Faire connaître la Turquie et ses habitants avec les yeux d'une alsacienne qui y vit depuis 20 ans.
5 Mai 2011
A l'entrée de Kemerburgaz, bourg situé dans la forêt de Belgrade et habité par le passé par une importante communauté grecque, se trouve un des quatre aqueducs construits par l'architecte Sinan dont de nombreuses mosquées, telle la Süleymaniye pour n'en citer qu'une, sont bien plus connues du grand public.
L'aqueduc d'Eğri, à l'entrée de Kemerburgaz, Istanbul
Le sultan Soliman le Magnifique confie en 1553 à Sinan la lourde tâche de résoudre les problèmes d'eau de la ville d'Istanbul dont la population compte alors environ 600 000 habitants.

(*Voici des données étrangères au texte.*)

//! Session routes for the web UI.
//!
//! Sessions are provider-issued cookies; nothing is stored server-side.
//!
//! Endpoints:
//! 1. GET /auth/csrf: issue a CSRF token cookie
//! 2. POST /auth/session: exchange a fresh ID token for a session cookie
//! 3. POST /auth/logout: clear session cookies
//! 4. GET /auth/me: current user, or null
//! 5. PUT /auth/profile: edit own display name / photo
//! 6. GET /auth/check-admin: `{isAdmin, uid}` with a latency floor

use std::time::Duration;

use actix_web::cookie::{Cookie, SameSite, time};
use actix_web::{HttpRequest, HttpResponse, ResponseError, get, post, put, web};
use chrono::Utc;
use secrecy::{ExposeSecret, SecretString};
use tracing::{info, warn};

use super::admin_check::{verify_admin, with_min_latency};
use super::identity::{IdentityProvider, is_recent_sign_in};
use crate::auth::SessionUser;
use crate::config::{ADMIN_SESSION_COOKIE, CSRF_COOKIE, Config, SESSION_COOKIE};
use crate::db::DbPool;
use crate::db::users::{self, SignInProfile};
use crate::error::{AppError, AppResult, ErrorResponse};
use crate::middleware::csrf::generate_token;
use crate::models::{
    AdminCheckResponse, CsrfTokenResponse, CurrentUserResponse, LoginRequest,
    UpdateProfileRequest,
};

/// Configure session routes.
pub fn configure_routes(cfg: &mut web::ServiceConfig) {
    cfg.service(csrf_token)
        .service(create_session)
        .service(logout)
        .service(get_current_user)
        .service(update_profile)
        .service(check_admin);
}

fn base_cookie(
    name: &'static str,
    value: String,
    http_only: bool,
    same_site: SameSite,
    secure: bool,
) -> Cookie<'static> {
    let mut cookie = Cookie::new(name, value);
    cookie.set_path("/");
    cookie.set_http_only(http_only);
    cookie.set_same_site(same_site);
    cookie.set_secure(secure);
    cookie
}

fn session_cookie(value: String, ttl: Duration, secure: bool) -> Cookie<'static> {
    let mut cookie = base_cookie(SESSION_COOKIE, value, true, SameSite::Lax, secure);
    cookie.set_max_age(time::Duration::seconds(ttl.as_secs() as i64));
    cookie
}

/// UI hint only: readable by scripts, never trusted by the server.
fn admin_hint_cookie(ttl: Duration, secure: bool) -> Cookie<'static> {
    let mut cookie = base_cookie(
        ADMIN_SESSION_COOKIE,
        "1".to_string(),
        false,
        SameSite::Lax,
        secure,
    );
    cookie.set_max_age(time::Duration::seconds(ttl.as_secs() as i64));
    cookie
}

fn removal_cookie(name: &'static str, http_only: bool, secure: bool) -> Cookie<'static> {
    let mut cookie = base_cookie(name, String::new(), http_only, SameSite::Lax, secure);
    cookie.make_removal();
    cookie
}

fn session_ttl(config: &Config) -> Duration {
    Duration::from_secs(config.identity.session_ttl_secs)
}

// ============================================================================
// Endpoints
// ============================================================================

/// Issue a CSRF token.
///
/// The token is set as a script-readable cookie and returned in the body;
/// clients echo it in the `x-csrf-token` header on state-changing requests.
#[utoipa::path(
    get,
    path = "/api/auth/csrf",
    tag = "Auth",
    responses(
        (status = 200, description = "Fresh CSRF token", body = CsrfTokenResponse)
    )
)]
#[get("/auth/csrf")]
pub async fn csrf_token(config: web::Data<Config>) -> HttpResponse {
    let token = generate_token();
    let cookie = base_cookie(
        CSRF_COOKIE,
        token.clone(),
        false,
        SameSite::Strict,
        config.environment.is_production(),
    );
    HttpResponse::Ok()
        .cookie(cookie)
        .json(CsrfTokenResponse { csrf_token: token })
}

/// Sign in: exchange a provider ID token for a session cookie.
#[utoipa::path(
    post,
    path = "/api/auth/session",
    tag = "Auth",
    request_body = LoginRequest,
    responses(
        (status = 200, description = "Signed in; session cookie set", body = CurrentUserResponse),
        (status = 401, description = "Invalid, expired or stale ID token", body = ErrorResponse),
        (status = 403, description = "CSRF token missing or invalid", body = ErrorResponse),
        (status = 502, description = "Identity provider unavailable", body = ErrorResponse)
    )
)]
#[post("/auth/session")]
pub async fn create_session(
    body: web::Json<LoginRequest>,
    identity: web::Data<IdentityProvider>,
    config: web::Data<Config>,
    pool: web::Data<DbPool>,
) -> AppResult<HttpResponse> {
    if !identity.can_create_sessions() {
        return Err(AppError::InvalidInput(
            "Sign-in is not configured on this server".to_string(),
        ));
    }

    let id_token = SecretString::from(body.into_inner().id_token);
    let claims = identity.verify_id_token(&id_token).await?;

    let now = Utc::now().timestamp().max(0) as u64;
    if !is_recent_sign_in(&claims, now) {
        warn!("Sign-in rejected for uid={}: ID token is not recent", claims.sub);
        return Err(AppError::Unauthorized("Recent sign-in required".to_string()));
    }

    let ttl = session_ttl(&config);
    let session = identity.create_session_cookie(&id_token, ttl).await?;

    let user = users::upsert_on_sign_in(
        pool.connection(),
        &claims.sub,
        SignInProfile {
            display_name: claims.name.as_deref(),
            email: claims.email.as_deref(),
            photo_url: claims.picture.as_deref(),
        },
    )
    .await?;

    info!("Session created for uid={}", user.uid);

    let secure = config.environment.is_production();
    let hint = if user.is_admin {
        admin_hint_cookie(ttl, secure)
    } else {
        removal_cookie(ADMIN_SESSION_COOKIE, false, secure)
    };

    Ok(HttpResponse::Ok()
        .cookie(session_cookie(
            session.expose_secret().to_string(),
            ttl,
            secure,
        ))
        .cookie(hint)
        .json(CurrentUserResponse {
            user: Some(user.into()),
        }))
}

/// Sign out: clear the session and admin hint cookies.
#[utoipa::path(
    post,
    path = "/api/auth/logout",
    tag = "Auth",
    responses(
        (status = 200, description = "Cookies cleared")
    )
)]
#[post("/auth/logout")]
pub async fn logout(config: web::Data<Config>) -> HttpResponse {
    let secure = config.environment.is_production();
    HttpResponse::Ok()
        .cookie(removal_cookie(SESSION_COOKIE, true, secure))
        .cookie(removal_cookie(ADMIN_SESSION_COOKIE, false, secure))
        .json(serde_json::json!({ "message": "Logged out" }))
}

/// Current user from the session cookie; `{user: null}` when signed out.
#[utoipa::path(
    get,
    path = "/api/auth/me",
    tag = "Auth",
    responses(
        (status = 200, description = "Current user or null", body = CurrentUserResponse)
    )
)]
#[get("/auth/me")]
pub async fn get_current_user(
    session: Option<SessionUser>,
    pool: web::Data<DbPool>,
) -> AppResult<HttpResponse> {
    let user = match session {
        Some(s) => users::find_by_uid(pool.connection(), &s.uid).await?,
        None => None,
    };
    Ok(HttpResponse::Ok().json(CurrentUserResponse {
        user: user.map(Into::into),
    }))
}

/// Edit the signed-in user's profile.
#[utoipa::path(
    put,
    path = "/api/auth/profile",
    tag = "Auth",
    request_body = UpdateProfileRequest,
    responses(
        (status = 200, description = "Updated user", body = CurrentUserResponse),
        (status = 400, description = "Invalid input", body = ErrorResponse),
        (status = 401, description = "No valid session", body = ErrorResponse)
    )
)]
#[put("/auth/profile")]
pub async fn update_profile(
    session: SessionUser,
    body: web::Json<UpdateProfileRequest>,
    pool: web::Data<DbPool>,
) -> AppResult<HttpResponse> {
    let user = users::update_profile(pool.connection(), &session.uid, &body).await?;
    Ok(HttpResponse::Ok().json(CurrentUserResponse {
        user: Some(user.into()),
    }))
}

/// Check whether the session belongs to an admin.
///
/// Never answers faster than the configured minimum latency. Refreshes the
/// admin hint cookie to match the answer.
#[utoipa::path(
    get,
    path = "/api/auth/check-admin",
    tag = "Auth",
    responses(
        (status = 200, description = "Admin status", body = AdminCheckResponse),
        (status = 401, description = "Missing, invalid or expired session", body = ErrorResponse)
    )
)]
#[get("/auth/check-admin")]
pub async fn check_admin(
    req: HttpRequest,
    identity: web::Data<IdentityProvider>,
    config: web::Data<Config>,
    pool: web::Data<DbPool>,
) -> HttpResponse {
    let cookie = req
        .cookie(SESSION_COOKIE)
        .map(|c| c.value().to_string());
    let secure = config.environment.is_production();

    let result = with_min_latency(
        config.security.admin_check_min_latency(),
        verify_admin(identity.get_ref(), pool.connection(), cookie.as_deref()),
    )
    .await;

    match result {
        Ok(status) => {
            let hint = if status.is_admin {
                admin_hint_cookie(session_ttl(&config), secure)
            } else {
                removal_cookie(ADMIN_SESSION_COOKIE, false, secure)
            };
            HttpResponse::Ok().cookie(hint).json(AdminCheckResponse {
                is_admin: status.is_admin,
                uid: status.uid,
            })
        }
        Err(err) => {
            let mut response = err.error_response();
            if let Err(e) = response.add_cookie(&removal_cookie(ADMIN_SESSION_COOKIE, false, secure))
            {
                warn!("Failed to clear admin hint cookie: {}", e);
            }
            response
        }
    }
}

En effet, les aqueducs érigés tant durant les époques romaine et byzantine qu'après la Conquête de Byzance par Fatih Sultan Mehmet ne sont plus guère suffisants.
Eğri kemeri
Sinan élabore alors un réseau d'alimentation colossal de plus de 50 km de long qui nécessite la construction d'aménagements conséquents, à savoir deux aqueducs - appelés Uzun kemeri et Eğri kemeri -, des canaux, des tunnels, des digues ainsi que rien de moins que 40 fontaines qui vaudront d'ailleurs le nom de Kırkçeşme à ce projet. Les travaux nécessaires démarrent en 1554 et vont durer une dizaine d'années.
La particularité de l'aqueduc d'Eğri réside dans l'angle qu'il forme
Les galeries, d'une largeur de 50-55 cm et d'une hauteur de 175 cm, avec un accès tous les 30 ou 40 mètres, ont été conçues de manière à permettre le passage aux employés chargés d'assurer la maintenance et la réparation du réseau.
Les eaux d'Alibey et de Kağıthane étaient stockées dans de nombreux réservoirs disséminés dans la forêt de Belgrade, d'une superficie de 13 000 hectares durant l'Empire ottoman. Elles étaient transmises en ville via les aqueducs, passant ensuite dans des canaux de distribution situés aux quatre coins de la ville, puis de là distribuées dans les fontaines, puits, bains publics et palais.
Sur l'aqueduc d'Eğri
Les installations conçues par Sinan étaient aussi fiables que celles réalisées aujourd'hui au moyen d'instruments modernes et même, durant les mois les plus secs de l'année, le système Kırkçesme, avec un débit de 4,200 m3/jour, pouvait ravitailler les 158 emplacements existants à Istanbul.
L'aqueduc d'Eğri, appelé aussi kovuk kemer ou kırık kemer, tient ses différentes appellations de l'angle qu'il forme à l'une de ses extrémités.
D'une hauteur de 35 mètres et d'une longueur totale de 342 mètres (216 m sur la partie la plus longue et 126 m après l'angle), il a été construit sur trois étages dont seuls deux sont visibles sur la partie traversée par la route qui dessert Kemerburgaz.
Il est aisé de grimper sur l'édifice et de parcourir l'intérieur des arches supérieures, permettant ainsi d'avoir une vue de celui-ci qui fait un angle de presque 90 degrés.
Une séquence du film "Malkoçoğlu ve Cem Sultan" datant de 1969 a d'ailleurs été tournée sur cet aqueduc.
Ambiance particulière sur l'aqueduc d'Eğri
A l'autre bout de l'ouvrage se trouve aujourd'hui l'usine de fabrication des eaux Hamidiye qui embouteille depuis 1979 les eaux de source rendues potables en 1902.
L'usine d'embouteillage des eaux de source Hamidiye vue du haut de l'aqueduc d'Eğri
L'aqueduc d'Eğri n''est plus en fonction aujourd'hui, remplacé par des pipelines d'alimentation plus actuels.